Bedienung der Gebäudeleittechnik mittels Tablet. Foto: ZOOM.Tirol

Die HTL-Jenbach ist seit 2016 Partnerschule der Initiative TIROL 2050 energieautonom. Um modernste bau- und gebäudetechnische Systemlösungen begreifbar zu machen, haben Schüler, Schülerinnen und Lehrpersonen der HTL Jenbach mit großzügiger Unterstützung regionaler Fachfirmen einen realen, interaktiven Gebäudeschnitt gebaut, der den bauphysikalischen und ökologischen Anforderungen eines Hauses der Zukunft gerecht wird.

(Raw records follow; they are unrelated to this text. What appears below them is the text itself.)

//! Transient file list consumed by the packager.
//!
//! The manifest is a single line pairing the mod tree with the game's own
//! root. It is written right before the packager runs and removed right
//! after; [`ManifestGuard`] ties its lifetime to the packaging attempt.

use crate::constants::{GAME_ROOT_GLOB, MANIFEST_FILE};
use crate::error::PakResult;
use std::path::{Path, PathBuf};

//--------------------------------------------------------------------------------------------------
// Types
//--------------------------------------------------------------------------------------------------

/// Owns a written manifest and deletes it when dropped.
#[derive(Debug)]
#[must_use = "the manifest is deleted as soon as the guard is dropped"]
pub struct ManifestGuard {
    path: PathBuf,
}

//--------------------------------------------------------------------------------------------------
// Methods
//--------------------------------------------------------------------------------------------------

impl ManifestGuard {
    /// Path of the manifest file.
    pub fn path(&self) -> &Path {
        &self.path
    }
}

//--------------------------------------------------------------------------------------------------
// Trait Implementations
//--------------------------------------------------------------------------------------------------

impl Drop for ManifestGuard {
    fn drop(&mut self) {
        match std::fs::remove_file(&self.path) {
            Ok(()) => tracing::debug!("Removed manifest {}", self.path.display()),
            Err(e) if e.kind() == std::io::ErrorKind::NotFound => {}
            Err(e) => tracing::warn!("Failed to remove manifest {}: {}", self.path.display(), e),
        }
    }
}

//--------------------------------------------------------------------------------------------------
// Functions
//--------------------------------------------------------------------------------------------------

/// Manifest line for `source_dir`: `"<source_dir>\*.*" "..\..\..\*.*"`.
pub fn manifest_line(source_dir: &Path) -> String {
    format!("\"{}\\*.*\" \"{}\"", source_dir.display(), GAME_ROOT_GLOB)
}

/// Default manifest location, next to the running executable.
pub fn default_manifest_path() -> PakResult<PathBuf> {
    let exe = std::env::current_exe()?;
    let dir = exe.parent().unwrap_or_else(|| Path::new("."));
    Ok(dir.join(MANIFEST_FILE))
}

/// Write the manifest for `source_dir` to `path`, replacing any previous one.
pub fn write_manifest(path: &Path, source_dir: &Path) -> PakResult<ManifestGuard> {
    std::fs::write(path, manifest_line(source_dir))?;
    tracing::debug!("Wrote manifest {}", path.display());

    Ok(ManifestGuard {
        path: path.to_path_buf(),
    })
}

//--------------------------------------------------------------------------------------------------
// Tests
//--------------------------------------------------------------------------------------------------

#[cfg(test)]
mod tests {
    use super::*;
    use tempfile::TempDir;

    #[test]
    fn test_manifest_line() {
        assert_eq!(
            manifest_line(Path::new("/mods/CookieHat")),
            r#""/mods/CookieHat\*.*" "..\..\..\*.*""#
        );
        assert_eq!(
            manifest_line(Path::new(r"C:\ModFiles\CookieHat")),
            r#""C:\ModFiles\CookieHat\*.*" "..\..\..\*.*""#
        );
    }

    #[test]
    fn test_write_overwrites_and_guard_deletes() {
        let dir = TempDir::new().unwrap();
        let path = dir.path().join(MANIFEST_FILE);
        std::fs::write(&path, "stale content from an earlier run").unwrap();

        let guard = write_manifest(&path, Path::new("/mods/CookieHat")).unwrap();
        assert_eq!(guard.path(), path);
        assert_eq!(
            std::fs::read_to_string(&path).unwrap(),
            r#""/mods/CookieHat\*.*" "..\..\..\*.*""#
        );

        drop(guard);
        assert!(!path.exists());
    }

    #[test]
    fn test_guard_tolerates_missing_file() {
        let dir = TempDir::new().unwrap();
        let path = dir.path().join(MANIFEST_FILE);
        let guard = write_manifest(&path, Path::new("/mods/Hat")).unwrap();
        std::fs::remove_file(&path).unwrap();
        drop(guard);
        assert!(!path.exists());
    }

    #[test]
    fn test_default_manifest_path_sits_beside_executable() {
        let path = default_manifest_path().unwrap();
        let exe = std::env::current_exe().unwrap();
        assert_eq!(path.parent(), exe.parent());
        assert_eq!(path.file_name().unwrap(), MANIFEST_FILE);
    }
}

Im Hinblick auf die Realisierung europäischer Klimaschutzziele spielt der Energieverbrauch der Gebäude eine zentrale Rolle. Nachhaltige Technologien und Systemlösungen werden dazu den Wärme- und Kältebedarf in Gebäuden stark reduzieren und auch entsprechend decken müssen. Ein generationenübergreifendes Denken und Handeln ist unabdingbar, um dermaßen ambitionierte Ziele erreichen und intrinsische Motivation und konkretes Verständnis generieren zu können. In der Abteilung für Energie- und Gebäudetechnik liegt der Ausbildungsschwerpunkt auf effizienter und ökologischer Energieplanung und Anlagenkonzeption. Im Zuge der Verfolgung des Trends hin zur Digitalisierung in der Planung (BIM) und automatisiertem Anlagenbetrieb konnte wiederholt festgestellt werden, dass der Bezug zur Realität in der Ausbildung äußerst notwendig ist, um den Aufbau und die Funktion moderner Systemlösungen verstehen zu können.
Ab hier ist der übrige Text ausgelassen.